Cespedes, 40, was fatally shot July 9, 2013, in the living room of the couple’s Lake St. apartment by members of the Belleville Police Department who, police say, had responded to a domestic violence report.
Following the incident and an investigation, the Essex County Prosecutor’s Office said that Cespedes allegedly approached police officers with at least two knives and that the officers fired in self-defense.
In a tort claim notice filed in September 2013 against the township, the Belleville Police Department and Officers Matthew Dox, Charles Mollineaux, Angelo Quinn and a “John Doe,” Bengualid said that Cespedes “was shot at approximately 30 times by Belleville Police officers (14 times by … Quinn, 14 times by … Mollineaux and two times by … Dox) of which 24 entered his torso, arm and face.”

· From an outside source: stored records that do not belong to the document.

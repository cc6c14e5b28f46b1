use std::{
    fs, io,
    path::{Path, PathBuf},
    sync::Mutex,
};

/// Where the bearer token lives between requests.
pub trait TokenStore: Send + Sync {
    fn load(&self) -> Option<String>;

    fn save(&self, token: &str) -> io::Result<()>;

    fn clear(&self) -> io::Result<()>;
}

/// Token persisted to a single file, survives restarts.
pub struct FileTokenStore {
    path: PathBuf,
}

impl FileTokenStore {
    pub fn new(path: impl Into<PathBuf>) -> Self {
        Self { path: path.into() }
    }

    pub fn path(&self) -> &Path {
        &self.path
    }
}

impl TokenStore for FileTokenStore {
    fn load(&self) -> Option<String> {
        let token = fs::read_to_string(&self.path).ok()?;
        let token = token.trim();

        (!token.is_empty()).then(|| token.to_string())
    }

    fn save(&self, token: &str) -> io::Result<()> {
        if let Some(parent) = self.path.parent() {
            fs::create_dir_all(parent)?;
        }

        fs::write(&self.path, token)
    }

    fn clear(&self) -> io::Result<()> {
        match fs::remove_file(&self.path) {
            Err(e) if e.kind() != io::ErrorKind::NotFound => Err(e),
            _ => Ok(()),
        }
    }
}

#[derive(Default)]
pub struct MemoryTokenStore {
    token: Mutex<Option<String>>,
}

impl MemoryTokenStore {
    pub fn with_token(token: impl Into<String>) -> Self {
        Self {
            token: Mutex::new(Some(token.into())),
        }
    }
}

impl TokenStore for MemoryTokenStore {
    fn load(&self) -> Option<String> {
        self.token
            .lock()
            .unwrap_or_else(|poisoned| poisoned.into_inner())
            .clone()
    }

    fn save(&self, token: &str) -> io::Result<()> {
        *self
            .token
            .lock()
            .unwrap_or_else(|poisoned| poisoned.into_inner()) = Some(token.to_string());

        Ok(())
    }

    fn clear(&self) -> io::Result<()> {
        self.token
            .lock()
            .unwrap_or_else(|poisoned| poisoned.into_inner())
            .take();

        Ok(())
    }
}
//! # Redis
//!
//! Document store for every collection.
//!
//! ## Requirements
//!
//! - Whole documents in and out, no partial field updates
//! - Lookup by primary key, or by lower-cased email for profiles
//! - Full scans are fine, the catalog is small (tens of colleges, hundreds of papers)
//! - Single document writes only, no transactions
//!
//! ## Implementation
//!
//! - Redis hash per collection: 1 key, then document key to JSON pairs
//! - `HSET`/`HGET` on one field is atomic, which is all the atomicity needed
//! - References between collections are plain ids, resolved by the services on read
//! - One `ConnectionManager` shared by every request, it reconnects on its own
//! - Read-modify-write goes through `swap`, a Lua script comparing the stored
//!   JSON before `HSET`, so a racing writer makes the caller re-read instead of
//!   being overwritten
use std::time::Duration;

use async_trait::async_trait;
use redis::{
    AsyncCommands, Client, Script,
    aio::{ConnectionManager, ConnectionManagerConfig},
};
use serde::{Serialize, de::DeserializeOwned};
use thiserror::Error;
use tracing::warn;

#[derive(Debug, Clone, Copy, PartialEq, Eq, Hash)]
pub enum Collection {
    Colleges,
    Admissions,
    Reviews,
    Users,
    Papers,
}

impl Collection {
    pub const fn key(self) -> &'static str {
        match self {
            Self::Colleges => "colleges",
            Self::Admissions => "admissions",
            Self::Reviews => "reviews",
            Self::Users => "users",
            Self::Papers => "papers",
        }
    }
}

#[derive(Error, Debug)]
pub enum StoreError {
    #[error("Redis error: {0}")]
    Redis(#[from] redis::RedisError),

    #[error("Corrupt document: {0}")]
    Document(#[from] serde_json::Error),

    #[error("Gave up on {key} in {collection} after {attempts} conflicting writes")]
    Conflict {
        collection: &'static str,
        key: String,
        attempts: usize,
    },
}

#[async_trait]
pub trait DocumentStore: Send + Sync {
    async fn get(&self, collection: Collection, key: &str) -> Result<Option<String>, StoreError>;

    async fn put(
        &self,
        collection: Collection,
        key: &str,
        document: String,
    ) -> Result<(), StoreError>;

    /// Writes `document` only if the stored value still equals `expected`,
    /// `None` meaning absent. Returns whether the write happened.
    async fn swap(
        &self,
        collection: Collection,
        key: &str,
        expected: Option<&str>,
        document: String,
    ) -> Result<bool, StoreError>;

    async fn values(&self, collection: Collection) -> Result<Vec<String>, StoreError>;

    async fn clear(&self, collection: Collection) -> Result<(), StoreError>;

    async fn ping(&self) -> bool;
}

// KEYS[1] hash, ARGV[1] field, ARGV[2] "1" when the field must be absent,
// ARGV[3] expected value, ARGV[4] new value.
const SWAP_SCRIPT: &str = r#"
local current = redis.call('HGET', KEYS[1], ARGV[1])
if ARGV[2] == '1' then
    if current then return 0 end
elseif current ~= ARGV[3] then
    return 0
end
redis.call('HSET', KEYS[1], ARGV[1], ARGV[4])
return 1
"#;

pub struct RedisStore {
    connection: ConnectionManager,
    swap_script: Script,
}

impl RedisStore {
    pub async fn connect(redis_url: &str) -> Result<Self, StoreError> {
        let config = ConnectionManagerConfig::new()
            .set_number_of_retries(3)
            .set_connection_timeout(Duration::from_millis(500));

        let client = Client::open(redis_url)?;
        let connection = client.get_connection_manager_with_config(config).await?;

        Ok(Self {
            connection,
            swap_script: Script::new(SWAP_SCRIPT),
        })
    }
}

#[async_trait]
impl DocumentStore for RedisStore {
    async fn get(&self, collection: Collection, key: &str) -> Result<Option<String>, StoreError> {
        let mut connection = self.connection.clone();

        Ok(connection.hget(collection.key(), key).await?)
    }

    async fn put(
        &self,
        collection: Collection,
        key: &str,
        document: String,
    ) -> Result<(), StoreError> {
        let mut connection = self.connection.clone();
        connection
            .hset::<_, _, _, ()>(collection.key(), key, document)
            .await?;

        Ok(())
    }

    async fn swap(
        &self,
        collection: Collection,
        key: &str,
        expected: Option<&str>,
        document: String,
    ) -> Result<bool, StoreError> {
        let mut connection = self.connection.clone();
        let written: i32 = self
            .swap_script
            .key(collection.key())
            .arg(key)
            .arg(if expected.is_none() { "1" } else { "0" })
            .arg(expected.unwrap_or_default())
            .arg(document)
            .invoke_async(&mut connection)
            .await?;

        Ok(written == 1)
    }

    async fn values(&self, collection: Collection) -> Result<Vec<String>, StoreError> {
        let mut connection = self.connection.clone();

        Ok(connection.hvals(collection.key()).await?)
    }

    async fn clear(&self, collection: Collection) -> Result<(), StoreError> {
        let mut connection = self.connection.clone();
        connection.del::<_, ()>(collection.key()).await?;

        Ok(())
    }

    async fn ping(&self) -> bool {
        let mut connection = self.connection.clone();

        redis::cmd("PING")
            .query_async::<String>(&mut connection)
            .await
            .map_err(|e| warn!("Redis ping failed: {e}"))
            .is_ok()
    }
}

pub async fn find_one<T: DeserializeOwned>(
    store: &dyn DocumentStore,
    collection: Collection,
    key: &str,
) -> Result<Option<T>, StoreError> {
    match store.get(collection, key).await? {
        Some(document) => Ok(Some(serde_json::from_str(&document)?)),
        None => Ok(None),
    }
}

pub async fn find_all<T: DeserializeOwned>(
    store: &dyn DocumentStore,
    collection: Collection,
) -> Result<Vec<T>, StoreError> {
    store
        .values(collection)
        .await?
        .iter()
        .map(|document| serde_json::from_str(document).map_err(StoreError::from))
        .collect()
}

pub async fn save<T: Serialize>(
    store: &dyn DocumentStore,
    collection: Collection,
    key: &str,
    document: &T,
) -> Result<(), StoreError> {
    store
        .put(collection, key, serde_json::to_string(document)?)
        .await
}

#[cfg(test)]
mod tests {
    use serde::Deserialize;

    use super::*;
    use crate::memory::MemoryStore;

    #[derive(Debug, PartialEq, Serialize, Deserialize)]
    struct Doc {
        name: String,
    }

    #[tokio::test]
    async fn test_typed_helpers() {
        let store = MemoryStore::default();
        let doc = Doc {
            name: "Tech Institute".into(),
        };

        save(&store, Collection::Colleges, "a", &doc).await.unwrap();

        let found: Option<Doc> = find_one(&store, Collection::Colleges, "a").await.unwrap();
        assert_eq!(found, Some(doc));

        let missing: Option<Doc> = find_one(&store, Collection::Colleges, "b").await.unwrap();
        assert!(missing.is_none());

        let all: Vec<Doc> = find_all(&store, Collection::Colleges).await.unwrap();
        assert_eq!(all.len(), 1);
    }

    #[tokio::test]
    async fn test_connect_errors() {
        assert!(RedisStore::connect("not a redis url").await.is_err());

        let listener = std::net::TcpListener::bind("127.0.0.1:0").unwrap();
        let address = listener.local_addr().unwrap();
        drop(listener);

        let refused = RedisStore::connect(&format!("redis://{address}")).await;
        assert!(matches!(refused, Err(StoreError::Redis(_))));
    }

    #[tokio::test]
    async fn test_corrupt_document() {
        let store = MemoryStore::default();
        store
            .put(Collection::Reviews, "x", "{not json".into())
            .await
            .unwrap();

        let result: Result<Vec<Doc>, _> = find_all(&store, Collection::Reviews).await;
        assert!(matches!(result, Err(StoreError::Document(_))));
    }
}
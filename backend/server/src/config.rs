use std::{env, fmt::Display, fs::read_to_string, str::FromStr};

use thiserror::Error;
use tracing::{info, warn};

pub const DEFAULT_REDIS_URL: &str = "redis://127.0.0.1:6379";

#[derive(Error, Debug)]
#[error("Invalid {key} value: {reason}")]
pub struct ConfigError {
    pub key: String,
    pub reason: String,
}

#[derive(Debug, Clone, Copy, PartialEq, Eq)]
pub enum StoreKind {
    Redis,
    Memory,
}

impl FromStr for StoreKind {
    type Err = String;

    fn from_str(s: &str) -> Result<Self, Self::Err> {
        match s.trim().to_lowercase().as_str() {
            "redis" => Ok(Self::Redis),
            "memory" => Ok(Self::Memory),
            other => Err(format!("unknown store {other:?}, expected redis or memory")),
        }
    }
}

#[derive(Debug, Clone)]
pub struct Config {
    pub port: u16,
    pub store: StoreKind,
    pub redis_url: String,
    pub cors_max_age: u64,
}

impl Config {
    pub fn load() -> Result<Self, ConfigError> {
        Ok(Self {
            port: try_load("RUST_PORT", "5000")?,
            store: try_load("STORE", "redis")?,
            redis_url: read_secret("REDIS_URL", DEFAULT_REDIS_URL),
            cors_max_age: try_load("CORS_MAX_AGE_SECS", "3600")?,
        })
    }
}

impl Default for Config {
    fn default() -> Self {
        Self {
            port: 5000,
            store: StoreKind::Redis,
            redis_url: DEFAULT_REDIS_URL.to_string(),
            cors_max_age: 3600,
        }
    }
}

fn var(key: &str) -> Result<String, ()> {
    env::var(key).map_err(|_| {
        warn!("Environment variable {key} not found, using default");
    })
}

fn try_load<T: FromStr>(key: &str, default: &str) -> Result<T, ConfigError>
where
    T::Err: Display,
{
    let raw = var(key).unwrap_or_else(|_| {
        info!("{key} not set, using default: {default}");
        default.to_string()
    });

    parse_value(key, &raw)
}

fn parse_value<T: FromStr>(key: &str, raw: &str) -> Result<T, ConfigError>
where
    T::Err: Display,
{
    raw.parse().map_err(|e: T::Err| {
        warn!("Invalid {key} value: {e}");

        ConfigError {
            key: key.to_string(),
            reason: e.to_string(),
        }
    })
}

/// Docker secret first, then the environment, then the default.
fn read_secret(secret_name: &str, default: &str) -> String {
    let path = format!("/run/secrets/{secret_name}");

    read_to_string(&path)
        .map(|s| s.trim().to_string())
        .or_else(|e| {
            info!("Failed to read {secret_name} from file: {e}");
            var(secret_name)
        })
        .unwrap_or_else(|_| default.to_string())
}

Bengualid subsequently filed a wrongful death lawsuit in Federal Court in Newark demanding $10 million in damages on behalf of his client.
Now that the criminal investigation has been laid to rest by the grand jurors’ return of a “no bill” verdict, after hearing – as is customary in such proceedings – essentially, the state’s side of the case through the presentation of its witnesses in secret testimony, Bengualid said he’ll be gearing up to proceed with the civil case.
“We’ll be trying to get whatever evidence we can from the county prosecutor,” he said. “And, meanwhile, there are a couple of other issues I’ll be pursuing that look promising.” He declined to elaborate.
Bengualid said that Assistant Essex County Prosecutor Naazneen Khan, who was assigned to present the matter to the grand jury, notified him about the outcome and told him she “wants to meet with [Cespedes’] family,” presumably to explain more about the process.
On Monday, Katherine Carter, spokeswoman for the Essex County Prosecutor’s Office, confirmed that, “The grand jury found no cause to bring charges,” and declined to elaborate.
Bengualid said that he and his client would meet with the prosecutor’s representative, possibly along with other family members. “We just have to get the right time, after the Thanksgiving holiday, probably sometime in December.”
The attorney said the family was “upset” with the jurors’ decision not to indict, “but it’s a tough job for them to do with the evidence presented to them [by the state],” and added that, “there is a consistent pattern in all areas of the country,” that grand juries are reluctant to indict police officers in shooting cases.
“That’s a sort of ‘no man’s land,’ ’’ he suggested.
Because of the secret proceedings, Bengualid said he could offer little insight into how the grand jurors came to their decision. He said the prosecutor’s office “called a slew of witnesses,” including his client who testified in June, but he added that he wasn’t privy to the names of the other witnesses.
He said he expected to learn more after meeting with the assistant prosecutor.
The grand jury wasn’t convened to hear the facts in the Cespedes case until nearly a year after the shooting.
Asked for reaction to the grand jury outcome, Belleville Police Chief Joseph P. Rotonda said: “The grand jury heard the evidence presented and felt the officers’ actions were justified.”
At some point in the near future, Bengualid anticipates scheduling a pre-trial conference before U.S. District Court Magistrate Mark Falk, sitting in Newark.